◆ INFORMATION:
════════

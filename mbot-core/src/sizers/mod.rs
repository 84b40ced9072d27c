//! Position Sizers: leverage and contract quantity for a new position.
//!
//! Sizers are capital-aware but signal-agnostic: they never decide whether to
//! trade, only how large the position is once a signal fires.

pub mod fee;
pub mod volatility_target;

pub use fee::FeeModel;
pub use volatility_target::{leverage, VolatilityTargetSizer};

/// Leverage and quantity chosen for one entry.
#[derive(Debug, Clone, Copy, PartialEq)]
pub struct Sizing {
    pub leverage: u32,
    /// Contracts to hold.
    pub size: f64,
}

/// Position sizing logic.
pub trait Sizer: Send + Sync {
    /// Size a position opened at `entry_price` with `capital` available.
    ///
    /// `volatility_pct` is the bar's volatility reading, `None` when undefined.
    /// Returns `None` when no position can be opened (no capital, bad price).
    fn size(&self, capital: f64, entry_price: f64, volatility_pct: Option<f64>) -> Option<Sizing>;

    /// Sizer name for logging.
    fn name(&self) -> &str;
}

════════

Reproduce, word for word, the lines of the data from the one that contains "Option<f64>) -> Option<Sizing>;" to the end, both ends included.

◆ RESPONSE BELOW:
    fn size(&self, capital: f64, entry_price: f64, volatility_pct: Option<f64>) -> Option<Sizing>;

    /// Sizer name for logging.
    fn name(&self) -> &str;
}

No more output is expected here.